Stand still. Be calm. Stay here and stand in one place. Be still.

I know that sleep can feel like touching the other side.

I remember when I outran my fear on I-80 and pulled myself across this paved scar from Omaha moving straight West. Just on the other side of the toothbrush, right? Sacramento? Where it feels like something other than emptiness?

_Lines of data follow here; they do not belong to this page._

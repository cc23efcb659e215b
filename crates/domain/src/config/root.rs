use serde::{Deserialize, Serialize};

use super::cache::CacheConfig;
use super::errors::ConfigError;
use super::logging::LoggingConfig;

/// Top-level configuration for the proxy
#[derive(Debug, Clone, Default, Deserialize, Serialize)]
pub struct Config {
    #[serde(default)]
    pub cache: CacheConfig,

    #[serde(default)]
    pub logging: LoggingConfig,
}

impl Config {
    /// Parse a configuration from TOML text and validate it.
    pub fn from_toml_str(raw: &str) -> Result<Self, ConfigError> {
        let config: Config = toml::from_str(raw)?;
        config.cache.validate()?;
        Ok(config)
    }
}
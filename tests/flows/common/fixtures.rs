#![allow(dead_code)]
use std::net::Ipv4Addr;
use std::str::FromStr;

use hickory_proto::op::{Message, MessageType, OpCode, Query};
use hickory_proto::rr::rdata::A;
use hickory_proto::rr::{DNSClass, Name, RData, Record, RecordType};

/// Classic UDP payload ceiling.
pub const MAX_UDP: usize = 512;

/// A-record query for `name`, with a fresh id.
pub fn make_request(name: &str) -> Message {
    let mut query = Query::new();
    query.set_name(Name::from_str(name).unwrap());
    query.set_query_type(RecordType::A);
    query.set_query_class(DNSClass::IN);

    let mut request = Message::new(fastrand::u16(..), MessageType::Query, OpCode::Query);
    request.set_recursion_desired(true);
    request.add_query(query);
    request
}

/// Response to `request` carrying one A record per address.
pub fn make_reply(request: &Message, addrs: &[Ipv4Addr], ttl: u32) -> Message {
    let name = request.queries()[0].name().clone();
    let mut reply = Message::new(request.id(), MessageType::Response, OpCode::Query);
    for addr in addrs {
        reply.add_answer(Record::from_rdata(name.clone(), ttl, RData::A(A::from(*addr))));
    }
    reply
}

/// Sorted A-record addresses of a message's answer section.
pub fn answer_addrs(message: &Message) -> Vec<Ipv4Addr> {
    let mut addrs: Vec<Ipv4Addr> = message
        .answers()
        .iter()
        .filter_map(|record| match record.data() {
            RData::A(a) => Some(a.0),
            _ => None,
        })
        .collect();
    addrs.sort();
    addrs
}
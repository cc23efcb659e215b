use std::ops::BitOr;
use std::time::{Duration, Instant};

use hickory_proto::op::Message;
use hickory_proto::rr::Record;
use tracing::{debug, warn};
use weftdns_domain::CacheError;

use super::key::CacheKey;
use super::reply;

/// A `put` with this TTL derives the validity window from the reply's answer
/// records instead.
pub(crate) const NULL_TTL: u32 = 0;

#[repr(u8)]
#[derive(Debug, Clone, Copy, PartialEq, Eq)]
pub enum EntryStatus {
    /// Someone is waiting for the resolution
    Pending = 0,
    /// Resolved
    Resolved = 1,
}

/// Extra flags stored with an entry. Open 8-bit set; only bit 0 is defined.
#[derive(Debug, Clone, Copy, PartialEq, Eq, Default)]
pub struct EntryFlags(u8);

impl EntryFlags {
    pub const NONE: EntryFlags = EntryFlags(0);

    /// Not found in the local network; cached so we can skip another local
    /// lookup for some time.
    pub const NO_LOCAL_REPLIES: EntryFlags = EntryFlags(1 << 0);

    #[inline]
    pub fn contains(self, other: EntryFlags) -> bool {
        self.0 & other.0 == other.0
    }

    #[inline]
    pub fn bits(self) -> u8 {
        self.0
    }

    #[inline]
    pub fn from_bits(bits: u8) -> Self {
        EntryFlags(bits)
    }
}

impl BitOr for EntryFlags {
    type Output = EntryFlags;

    fn bitor(self, rhs: EntryFlags) -> EntryFlags {
        EntryFlags(self.0 | rhs.0)
    }
}

/// One cached result, or a placeholder for a resolution in flight.
#[derive(Debug, Clone)]
pub(crate) struct CacheEntry {
    key: CacheKey,
    status: EntryStatus,
    flags: EntryFlags,

    reply: Option<Message>,
    reply_len: usize,

    valid_until: Instant,
    put_time: Instant,

    /// Position in the expiration index, `None` while not index-resident.
    /// Maintained by `ExpirationIndex`, never by this module.
    heap_pos: Option<usize>,
}

impl CacheEntry {
    /// New pending placeholder. It self-expires after `pending_ttl` so a
    /// resolution that never arrives cannot park the key forever.
    pub(crate) fn pending(key: CacheKey, now: Instant, pending_ttl: Duration) -> Self {
        Self {
            key,
            status: EntryStatus::Pending,
            flags: EntryFlags::NONE,
            reply: None,
            reply_len: 0,
            valid_until: now + pending_ttl,
            put_time: now,
            heap_pos: None,
        }
    }

    pub(crate) fn key(&self) -> &CacheKey {
        &self.key
    }

    pub(crate) fn reply_len(&self) -> usize {
        self.reply_len
    }

    pub(crate) fn valid_until(&self) -> Instant {
        self.valid_until
    }

    pub(crate) fn heap_pos(&self) -> Option<usize> {
        self.heap_pos
    }

    pub(crate) fn set_heap_pos(&mut self, pos: Option<usize>) {
        self.heap_pos = pos;
    }

    /// The boundary is inclusive: an entry whose window ends exactly at `now`
    /// is already expired, so two callers racing the expiry instant agree.
    pub(crate) fn has_expired(&self, now: Instant) -> bool {
        self.valid_until <= now
    }

    /// Store a resolution result, transitioning Pending entries to Resolved
    /// or overwriting a previous result. Returns whether `valid_until`
    /// changed, i.e. whether the expiration index needs repositioning.
    pub(crate) fn set_reply(
        &mut self,
        reply: Option<&Message>,
        ttl: u32,
        flags: EntryFlags,
        now: Instant,
    ) -> bool {
        let prev_valid_until = match self.status {
            EntryStatus::Resolved => {
                if let Some(reply) = reply {
                    debug!(id = reply.id(), "replacing response in cache");
                }
                Some(self.valid_until)
            }
            EntryStatus::Pending => None,
        };

        self.status = EntryStatus::Resolved;
        self.flags = flags;
        self.put_time = now;

        if ttl != NULL_TTL {
            self.valid_until = now + Duration::from_secs(u64::from(ttl));
        } else if let Some(reply) = reply {
            // the entry cannot outlive its shortest-lived answer record; a
            // zero-TTL record pins the window to `now` and the entry expires
            // on its next access
            let min_ttl = reply.answers().iter().map(Record::ttl).min().unwrap_or(u32::MAX);
            self.valid_until = now + Duration::from_secs(u64::from(min_ttl));
        }

        if let Some(reply) = reply {
            self.reply_len = match reply::serialized_len(reply) {
                Ok(len) => len,
                Err(error) => {
                    warn!(id = reply.id(), %error, "failed to measure reply length");
                    0
                }
            };
            self.reply = Some(reply.clone());
        }

        match prev_valid_until {
            Some(prev) => prev != self.valid_until,
            None => true,
        }
    }

    /// Build a copy of the stored reply shaped for this particular request,
    /// with answer lifetimes rewritten to what remains of them.
    ///
    /// `Ok(None)` asks the caller to wait or start a new resolution;
    /// `Err(NoLocalReplies)` is the cached negative marker.
    pub(crate) fn served_reply(
        &self,
        request: &Message,
        max_len: usize,
        now: Instant,
    ) -> Result<Option<Message>, CacheError> {
        if self.status != EntryStatus::Resolved {
            return Ok(None);
        }

        if self.has_expired(now) {
            return Ok(None);
        }

        if self.flags.contains(EntryFlags::NO_LOCAL_REPLIES) {
            return Err(CacheError::NoLocalReplies);
        }

        if self.reply_len >= max_len {
            debug!(
                id = request.id(),
                reply_len = self.reply_len,
                max_len,
                "returning truncated response"
            );
            return Ok(Some(reply::truncated_reply(request)));
        }

        let Some(stored) = &self.reply else {
            return Ok(None);
        };

        // A record's remaining lifetime can hit zero slightly before
        // valid_until does (the two are rounded differently); serve nothing
        // rather than a partially-expired answer set.
        let passed_secs = now.saturating_duration_since(self.put_time).as_secs() as u32;
        let mut answers = Vec::with_capacity(stored.answers().len());
        for record in stored.answers() {
            let ttl = record.ttl();
            if passed_secs >= ttl {
                return Ok(None);
            }
            let mut record = record.clone();
            record.set_ttl(ttl - passed_secs);
            answers.push(record);
        }

        // spread load across equally valid answers
        fastrand::shuffle(&mut answers);

        let mut served = reply::response_for(request);
        served.set_response_code(stored.response_code());
        served.set_authoritative(true);
        for record in answers {
            served.add_answer(record);
        }
        for record in stored.name_servers() {
            served.add_name_server(record.clone());
        }
        for record in stored.additionals() {
            served.add_additional(record.clone());
        }

        Ok(Some(served))
    }
}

I cracked the window of the ’88 Accord and chainsmoked all the way through Southern Wyoming and then, having overdone it, pulled over at a rest stop in Utah to brush my teeth. A family chewing on ziploc bag sandwiches frowned at me when I spat white foam onto the parking lot pavement. I rinsed out my mouth with an Arizona Iced Tea that was so bland it might as well have been water and then back into the car. Another 20 miles before I lit up again.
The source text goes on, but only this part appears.